*WORK TO COMPLETE*:
Starting with the line that contains "let mut end_week = peak_week.week_number;" and stopping after the line that contains "for detail in &week.active_school_holidays", copy the entries below exactly. Include nothing else.

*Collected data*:
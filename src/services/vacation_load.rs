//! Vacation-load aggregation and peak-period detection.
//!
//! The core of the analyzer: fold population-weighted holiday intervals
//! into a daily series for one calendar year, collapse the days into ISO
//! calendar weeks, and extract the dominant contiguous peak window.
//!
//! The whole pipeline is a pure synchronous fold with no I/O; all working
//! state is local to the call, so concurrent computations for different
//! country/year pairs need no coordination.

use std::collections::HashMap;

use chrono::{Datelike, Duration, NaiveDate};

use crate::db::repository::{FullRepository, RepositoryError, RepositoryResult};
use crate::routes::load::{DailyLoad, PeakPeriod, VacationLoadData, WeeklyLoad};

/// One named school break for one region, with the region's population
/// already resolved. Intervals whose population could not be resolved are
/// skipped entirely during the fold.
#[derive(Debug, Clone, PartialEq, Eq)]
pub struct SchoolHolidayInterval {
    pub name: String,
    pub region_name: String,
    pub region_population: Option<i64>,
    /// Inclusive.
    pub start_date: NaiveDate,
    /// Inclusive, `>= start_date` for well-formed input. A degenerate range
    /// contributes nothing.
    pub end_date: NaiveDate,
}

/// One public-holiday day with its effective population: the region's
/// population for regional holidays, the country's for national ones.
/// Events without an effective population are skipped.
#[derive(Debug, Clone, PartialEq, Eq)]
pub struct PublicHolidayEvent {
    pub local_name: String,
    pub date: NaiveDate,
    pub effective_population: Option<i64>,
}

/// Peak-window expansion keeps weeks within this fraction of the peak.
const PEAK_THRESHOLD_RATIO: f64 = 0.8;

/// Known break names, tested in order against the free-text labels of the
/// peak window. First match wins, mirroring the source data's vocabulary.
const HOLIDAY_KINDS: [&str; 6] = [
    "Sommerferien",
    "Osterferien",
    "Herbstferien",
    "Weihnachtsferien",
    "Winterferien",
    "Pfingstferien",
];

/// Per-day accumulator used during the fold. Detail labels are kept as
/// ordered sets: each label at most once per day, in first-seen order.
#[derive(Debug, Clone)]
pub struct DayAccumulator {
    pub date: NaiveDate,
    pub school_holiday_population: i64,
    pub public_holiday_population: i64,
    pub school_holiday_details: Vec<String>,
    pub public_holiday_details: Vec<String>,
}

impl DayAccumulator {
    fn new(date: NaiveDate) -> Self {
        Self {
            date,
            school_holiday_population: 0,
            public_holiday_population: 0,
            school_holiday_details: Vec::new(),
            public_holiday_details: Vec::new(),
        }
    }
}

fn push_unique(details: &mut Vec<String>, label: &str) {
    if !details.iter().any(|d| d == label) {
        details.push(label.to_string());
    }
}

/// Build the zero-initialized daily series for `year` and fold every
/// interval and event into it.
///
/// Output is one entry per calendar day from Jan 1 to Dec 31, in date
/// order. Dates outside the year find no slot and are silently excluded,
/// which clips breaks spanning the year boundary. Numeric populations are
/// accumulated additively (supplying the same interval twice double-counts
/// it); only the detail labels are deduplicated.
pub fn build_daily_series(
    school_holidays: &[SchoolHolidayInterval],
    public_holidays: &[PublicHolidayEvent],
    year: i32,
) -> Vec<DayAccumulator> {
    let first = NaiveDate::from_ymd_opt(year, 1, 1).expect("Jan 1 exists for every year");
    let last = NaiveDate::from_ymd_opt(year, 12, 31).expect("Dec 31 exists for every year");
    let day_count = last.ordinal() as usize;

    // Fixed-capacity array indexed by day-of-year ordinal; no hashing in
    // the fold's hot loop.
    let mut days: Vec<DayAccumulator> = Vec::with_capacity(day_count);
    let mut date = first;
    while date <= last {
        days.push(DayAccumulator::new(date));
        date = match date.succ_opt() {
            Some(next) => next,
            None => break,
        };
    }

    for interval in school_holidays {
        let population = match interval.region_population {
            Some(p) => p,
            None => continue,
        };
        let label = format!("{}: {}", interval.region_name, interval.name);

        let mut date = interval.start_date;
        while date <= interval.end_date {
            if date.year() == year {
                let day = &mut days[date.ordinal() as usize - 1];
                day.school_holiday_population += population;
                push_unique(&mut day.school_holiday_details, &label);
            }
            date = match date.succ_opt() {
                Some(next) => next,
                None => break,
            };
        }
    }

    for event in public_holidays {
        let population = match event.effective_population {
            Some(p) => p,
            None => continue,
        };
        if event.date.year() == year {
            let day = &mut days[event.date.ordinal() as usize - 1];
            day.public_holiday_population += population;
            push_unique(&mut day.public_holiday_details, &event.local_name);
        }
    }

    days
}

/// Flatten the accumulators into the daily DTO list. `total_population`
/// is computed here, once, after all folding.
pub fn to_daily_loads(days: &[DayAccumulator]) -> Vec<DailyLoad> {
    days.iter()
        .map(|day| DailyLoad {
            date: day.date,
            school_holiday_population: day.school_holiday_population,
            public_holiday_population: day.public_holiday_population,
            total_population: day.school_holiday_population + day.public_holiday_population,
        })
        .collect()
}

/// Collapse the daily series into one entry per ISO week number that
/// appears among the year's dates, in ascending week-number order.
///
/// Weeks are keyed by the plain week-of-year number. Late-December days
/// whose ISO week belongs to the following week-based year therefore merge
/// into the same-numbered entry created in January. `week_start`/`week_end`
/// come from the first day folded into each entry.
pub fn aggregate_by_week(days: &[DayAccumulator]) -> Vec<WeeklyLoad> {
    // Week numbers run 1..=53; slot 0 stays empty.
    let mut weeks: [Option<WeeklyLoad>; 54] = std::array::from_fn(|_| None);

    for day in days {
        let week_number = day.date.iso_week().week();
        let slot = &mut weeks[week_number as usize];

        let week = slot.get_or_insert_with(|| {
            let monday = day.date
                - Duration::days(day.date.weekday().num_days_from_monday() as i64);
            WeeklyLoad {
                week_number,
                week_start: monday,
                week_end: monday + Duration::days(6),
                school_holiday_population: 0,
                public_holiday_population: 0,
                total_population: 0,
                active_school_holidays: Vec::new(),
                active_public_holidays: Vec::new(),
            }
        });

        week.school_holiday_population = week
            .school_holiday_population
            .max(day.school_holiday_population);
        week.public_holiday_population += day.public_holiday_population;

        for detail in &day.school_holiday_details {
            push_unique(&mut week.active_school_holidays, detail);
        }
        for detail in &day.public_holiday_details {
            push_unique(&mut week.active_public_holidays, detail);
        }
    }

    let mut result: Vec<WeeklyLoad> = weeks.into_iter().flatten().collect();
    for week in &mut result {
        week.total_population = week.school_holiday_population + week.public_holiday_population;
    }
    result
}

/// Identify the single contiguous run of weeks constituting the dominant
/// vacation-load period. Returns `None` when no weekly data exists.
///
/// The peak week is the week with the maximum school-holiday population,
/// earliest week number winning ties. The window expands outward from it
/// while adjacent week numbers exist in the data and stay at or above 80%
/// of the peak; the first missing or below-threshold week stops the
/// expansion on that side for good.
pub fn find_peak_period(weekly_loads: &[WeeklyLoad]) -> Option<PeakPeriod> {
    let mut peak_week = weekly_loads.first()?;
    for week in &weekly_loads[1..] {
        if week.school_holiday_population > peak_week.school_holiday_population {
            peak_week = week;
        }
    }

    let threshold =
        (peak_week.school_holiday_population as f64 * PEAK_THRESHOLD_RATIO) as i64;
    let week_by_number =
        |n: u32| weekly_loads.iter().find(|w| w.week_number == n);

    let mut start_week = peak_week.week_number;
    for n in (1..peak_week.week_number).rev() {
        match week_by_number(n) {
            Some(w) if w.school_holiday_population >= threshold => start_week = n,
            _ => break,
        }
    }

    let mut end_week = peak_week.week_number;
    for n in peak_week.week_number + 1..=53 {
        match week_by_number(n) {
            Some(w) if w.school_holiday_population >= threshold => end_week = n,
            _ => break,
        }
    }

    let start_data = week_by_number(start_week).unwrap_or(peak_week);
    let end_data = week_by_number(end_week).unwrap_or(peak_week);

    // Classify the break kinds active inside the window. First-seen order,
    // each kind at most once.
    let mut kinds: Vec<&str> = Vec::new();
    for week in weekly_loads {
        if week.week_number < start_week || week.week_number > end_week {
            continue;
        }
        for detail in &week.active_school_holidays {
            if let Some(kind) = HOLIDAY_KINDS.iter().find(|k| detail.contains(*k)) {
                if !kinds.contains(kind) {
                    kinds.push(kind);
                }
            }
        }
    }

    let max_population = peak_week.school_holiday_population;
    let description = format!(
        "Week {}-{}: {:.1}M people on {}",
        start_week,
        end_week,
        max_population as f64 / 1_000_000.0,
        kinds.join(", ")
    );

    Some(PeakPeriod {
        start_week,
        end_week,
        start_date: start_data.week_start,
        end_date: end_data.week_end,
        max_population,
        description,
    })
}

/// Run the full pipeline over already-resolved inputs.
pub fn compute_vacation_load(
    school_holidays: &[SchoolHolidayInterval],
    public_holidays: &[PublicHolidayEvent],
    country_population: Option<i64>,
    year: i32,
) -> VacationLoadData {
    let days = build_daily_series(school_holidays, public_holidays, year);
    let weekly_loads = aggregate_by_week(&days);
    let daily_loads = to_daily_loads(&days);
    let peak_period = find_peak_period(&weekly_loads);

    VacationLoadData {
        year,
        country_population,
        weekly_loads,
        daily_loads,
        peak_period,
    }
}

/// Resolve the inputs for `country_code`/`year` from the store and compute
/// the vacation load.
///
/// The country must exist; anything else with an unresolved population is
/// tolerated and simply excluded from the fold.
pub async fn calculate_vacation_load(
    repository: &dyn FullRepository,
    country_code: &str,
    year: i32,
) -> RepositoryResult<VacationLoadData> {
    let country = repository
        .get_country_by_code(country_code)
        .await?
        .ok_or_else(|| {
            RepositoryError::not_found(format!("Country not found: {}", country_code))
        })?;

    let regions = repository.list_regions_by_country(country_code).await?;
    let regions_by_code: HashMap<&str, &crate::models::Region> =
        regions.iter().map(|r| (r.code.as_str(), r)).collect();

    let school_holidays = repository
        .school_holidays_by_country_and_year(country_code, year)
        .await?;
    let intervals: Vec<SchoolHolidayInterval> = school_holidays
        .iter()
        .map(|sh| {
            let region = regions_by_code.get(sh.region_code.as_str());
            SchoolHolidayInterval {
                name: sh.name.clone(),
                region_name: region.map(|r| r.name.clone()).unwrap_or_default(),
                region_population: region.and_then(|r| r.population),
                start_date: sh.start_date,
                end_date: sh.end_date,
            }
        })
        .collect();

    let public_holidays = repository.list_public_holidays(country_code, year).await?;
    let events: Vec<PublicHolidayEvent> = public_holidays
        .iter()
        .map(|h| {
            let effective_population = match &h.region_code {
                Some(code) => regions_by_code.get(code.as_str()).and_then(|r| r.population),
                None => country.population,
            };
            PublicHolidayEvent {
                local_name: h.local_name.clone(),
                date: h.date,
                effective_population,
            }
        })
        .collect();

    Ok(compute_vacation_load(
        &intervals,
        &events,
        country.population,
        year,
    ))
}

--

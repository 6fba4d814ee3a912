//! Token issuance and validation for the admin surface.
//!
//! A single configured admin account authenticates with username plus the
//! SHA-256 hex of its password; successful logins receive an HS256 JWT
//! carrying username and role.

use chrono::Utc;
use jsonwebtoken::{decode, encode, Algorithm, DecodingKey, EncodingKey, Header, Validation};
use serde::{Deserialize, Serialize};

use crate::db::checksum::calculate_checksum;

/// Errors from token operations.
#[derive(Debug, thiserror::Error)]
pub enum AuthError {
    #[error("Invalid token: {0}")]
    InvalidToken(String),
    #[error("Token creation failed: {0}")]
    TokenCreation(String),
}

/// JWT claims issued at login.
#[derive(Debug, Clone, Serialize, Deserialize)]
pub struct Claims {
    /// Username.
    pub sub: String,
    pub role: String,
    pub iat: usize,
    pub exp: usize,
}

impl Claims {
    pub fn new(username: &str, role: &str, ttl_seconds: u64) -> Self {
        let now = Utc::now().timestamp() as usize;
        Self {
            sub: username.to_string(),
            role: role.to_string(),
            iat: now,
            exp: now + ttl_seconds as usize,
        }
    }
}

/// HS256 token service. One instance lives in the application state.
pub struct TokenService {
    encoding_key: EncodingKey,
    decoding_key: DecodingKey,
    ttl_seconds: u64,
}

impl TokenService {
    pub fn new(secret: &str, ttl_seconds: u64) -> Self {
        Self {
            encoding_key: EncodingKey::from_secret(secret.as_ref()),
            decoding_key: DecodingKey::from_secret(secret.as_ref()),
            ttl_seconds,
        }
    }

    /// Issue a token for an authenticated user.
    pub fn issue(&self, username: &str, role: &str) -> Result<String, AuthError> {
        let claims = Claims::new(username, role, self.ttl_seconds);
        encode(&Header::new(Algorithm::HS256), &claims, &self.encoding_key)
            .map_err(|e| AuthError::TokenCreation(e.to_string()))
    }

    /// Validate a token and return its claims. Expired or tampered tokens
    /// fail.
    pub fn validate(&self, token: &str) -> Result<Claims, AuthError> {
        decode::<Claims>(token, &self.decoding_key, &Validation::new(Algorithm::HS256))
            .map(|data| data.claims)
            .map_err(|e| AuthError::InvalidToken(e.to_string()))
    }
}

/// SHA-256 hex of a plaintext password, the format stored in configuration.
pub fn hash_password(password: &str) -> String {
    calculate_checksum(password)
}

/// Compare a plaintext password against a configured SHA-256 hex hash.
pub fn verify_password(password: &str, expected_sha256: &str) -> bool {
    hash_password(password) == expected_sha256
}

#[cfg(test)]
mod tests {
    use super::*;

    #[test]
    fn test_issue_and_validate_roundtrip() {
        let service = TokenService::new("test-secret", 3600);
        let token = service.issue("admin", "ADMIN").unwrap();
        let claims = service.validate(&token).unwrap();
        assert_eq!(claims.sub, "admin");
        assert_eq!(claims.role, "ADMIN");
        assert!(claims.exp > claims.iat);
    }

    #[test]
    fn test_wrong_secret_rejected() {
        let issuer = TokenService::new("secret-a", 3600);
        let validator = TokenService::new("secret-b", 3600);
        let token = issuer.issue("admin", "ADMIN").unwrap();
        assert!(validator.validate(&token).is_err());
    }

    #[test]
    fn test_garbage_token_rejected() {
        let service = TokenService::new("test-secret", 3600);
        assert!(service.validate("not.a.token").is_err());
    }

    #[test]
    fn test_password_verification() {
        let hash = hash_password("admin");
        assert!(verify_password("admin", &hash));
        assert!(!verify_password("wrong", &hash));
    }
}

---

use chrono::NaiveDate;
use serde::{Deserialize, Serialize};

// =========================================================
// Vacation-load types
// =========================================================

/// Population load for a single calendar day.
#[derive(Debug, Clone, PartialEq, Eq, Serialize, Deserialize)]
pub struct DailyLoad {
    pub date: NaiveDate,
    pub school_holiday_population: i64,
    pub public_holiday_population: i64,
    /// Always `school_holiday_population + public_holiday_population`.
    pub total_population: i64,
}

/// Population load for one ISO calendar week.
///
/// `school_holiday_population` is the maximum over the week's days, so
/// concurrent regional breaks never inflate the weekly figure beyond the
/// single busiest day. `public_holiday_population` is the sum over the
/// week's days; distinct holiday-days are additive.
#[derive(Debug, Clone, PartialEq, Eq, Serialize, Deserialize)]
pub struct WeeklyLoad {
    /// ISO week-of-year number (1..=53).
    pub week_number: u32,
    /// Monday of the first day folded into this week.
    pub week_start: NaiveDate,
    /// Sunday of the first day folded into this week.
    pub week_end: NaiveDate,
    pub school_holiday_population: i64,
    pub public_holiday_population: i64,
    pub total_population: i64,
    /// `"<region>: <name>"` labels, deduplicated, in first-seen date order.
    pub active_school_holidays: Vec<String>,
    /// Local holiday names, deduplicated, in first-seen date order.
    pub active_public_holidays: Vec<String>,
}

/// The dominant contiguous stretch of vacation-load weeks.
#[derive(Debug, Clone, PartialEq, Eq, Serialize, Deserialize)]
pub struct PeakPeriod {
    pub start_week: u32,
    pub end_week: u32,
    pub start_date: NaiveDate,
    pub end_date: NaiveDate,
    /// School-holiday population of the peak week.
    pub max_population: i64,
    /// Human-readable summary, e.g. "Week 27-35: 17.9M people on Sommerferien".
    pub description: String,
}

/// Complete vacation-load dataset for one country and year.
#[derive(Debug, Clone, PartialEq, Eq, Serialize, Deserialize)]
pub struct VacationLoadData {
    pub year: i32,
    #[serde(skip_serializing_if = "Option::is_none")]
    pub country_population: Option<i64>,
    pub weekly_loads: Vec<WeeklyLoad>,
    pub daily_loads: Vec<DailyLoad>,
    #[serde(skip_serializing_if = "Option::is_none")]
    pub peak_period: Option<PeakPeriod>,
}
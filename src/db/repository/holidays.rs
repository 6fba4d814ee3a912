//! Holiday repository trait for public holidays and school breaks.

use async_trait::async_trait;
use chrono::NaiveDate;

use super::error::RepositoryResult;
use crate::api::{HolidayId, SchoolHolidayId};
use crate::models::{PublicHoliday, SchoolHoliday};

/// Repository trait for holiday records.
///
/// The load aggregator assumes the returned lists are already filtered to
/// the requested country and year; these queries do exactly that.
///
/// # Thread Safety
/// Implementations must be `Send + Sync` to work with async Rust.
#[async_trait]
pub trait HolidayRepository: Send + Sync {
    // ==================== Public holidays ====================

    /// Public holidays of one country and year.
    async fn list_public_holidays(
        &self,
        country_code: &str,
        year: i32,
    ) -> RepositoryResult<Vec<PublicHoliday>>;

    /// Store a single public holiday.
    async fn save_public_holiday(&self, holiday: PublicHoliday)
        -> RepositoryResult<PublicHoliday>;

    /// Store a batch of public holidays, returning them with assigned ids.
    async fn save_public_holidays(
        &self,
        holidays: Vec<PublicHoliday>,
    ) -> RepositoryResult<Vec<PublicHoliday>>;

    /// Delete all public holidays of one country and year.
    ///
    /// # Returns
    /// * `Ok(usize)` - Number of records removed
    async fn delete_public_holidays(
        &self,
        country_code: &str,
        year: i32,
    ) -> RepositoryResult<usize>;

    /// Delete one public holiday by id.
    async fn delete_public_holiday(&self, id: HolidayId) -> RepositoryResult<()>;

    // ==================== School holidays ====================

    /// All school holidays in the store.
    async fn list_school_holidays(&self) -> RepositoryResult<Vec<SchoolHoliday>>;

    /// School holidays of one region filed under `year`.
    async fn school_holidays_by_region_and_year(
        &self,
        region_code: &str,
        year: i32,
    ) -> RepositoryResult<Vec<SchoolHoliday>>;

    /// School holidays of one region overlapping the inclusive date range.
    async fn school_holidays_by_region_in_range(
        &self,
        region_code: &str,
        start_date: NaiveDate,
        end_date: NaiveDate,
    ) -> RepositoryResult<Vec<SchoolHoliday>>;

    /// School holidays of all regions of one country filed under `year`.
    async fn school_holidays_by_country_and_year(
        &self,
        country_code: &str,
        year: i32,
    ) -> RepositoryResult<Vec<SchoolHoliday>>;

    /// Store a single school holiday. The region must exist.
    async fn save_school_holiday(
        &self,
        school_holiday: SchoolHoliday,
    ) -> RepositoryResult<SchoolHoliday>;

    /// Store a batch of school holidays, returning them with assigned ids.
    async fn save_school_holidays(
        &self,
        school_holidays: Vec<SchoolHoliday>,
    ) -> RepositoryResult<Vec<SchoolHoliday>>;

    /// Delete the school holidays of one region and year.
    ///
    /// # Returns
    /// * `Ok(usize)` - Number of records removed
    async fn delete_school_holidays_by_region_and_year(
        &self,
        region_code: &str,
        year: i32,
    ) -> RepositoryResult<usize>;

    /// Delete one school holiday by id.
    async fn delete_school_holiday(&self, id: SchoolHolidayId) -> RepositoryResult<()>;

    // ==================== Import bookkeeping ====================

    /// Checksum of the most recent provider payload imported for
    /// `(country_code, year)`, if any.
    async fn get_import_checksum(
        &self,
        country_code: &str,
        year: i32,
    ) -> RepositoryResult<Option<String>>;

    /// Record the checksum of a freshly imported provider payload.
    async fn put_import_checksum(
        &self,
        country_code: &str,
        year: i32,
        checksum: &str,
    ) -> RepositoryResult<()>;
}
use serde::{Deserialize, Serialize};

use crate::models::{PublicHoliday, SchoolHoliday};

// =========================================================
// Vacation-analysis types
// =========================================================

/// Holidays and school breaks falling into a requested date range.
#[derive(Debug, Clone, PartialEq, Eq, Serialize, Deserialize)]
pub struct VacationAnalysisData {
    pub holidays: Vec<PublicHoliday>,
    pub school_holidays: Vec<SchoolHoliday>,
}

*RESPONSE TO THE EXERCISE*:
    let mut end_week = peak_week.week_number;
    for n in peak_week.week_number + 1..=53 {
        match week_by_number(n) {
            Some(w) if w.school_holiday_population >= threshold => end_week = n,
            _ => break,
        }
    }

    let start_data = week_by_number(start_week).unwrap_or(peak_week);
    let end_data = week_by_number(end_week).unwrap_or(peak_week);

    // Classify the break kinds active inside the window. First-seen order,
    // each kind at most once.
    let mut kinds: Vec<&str> = Vec::new();
    for week in weekly_loads {
        if week.week_number < start_week || week.week_number > end_week {
            continue;
        }
        for detail in &week.active_school_holidays {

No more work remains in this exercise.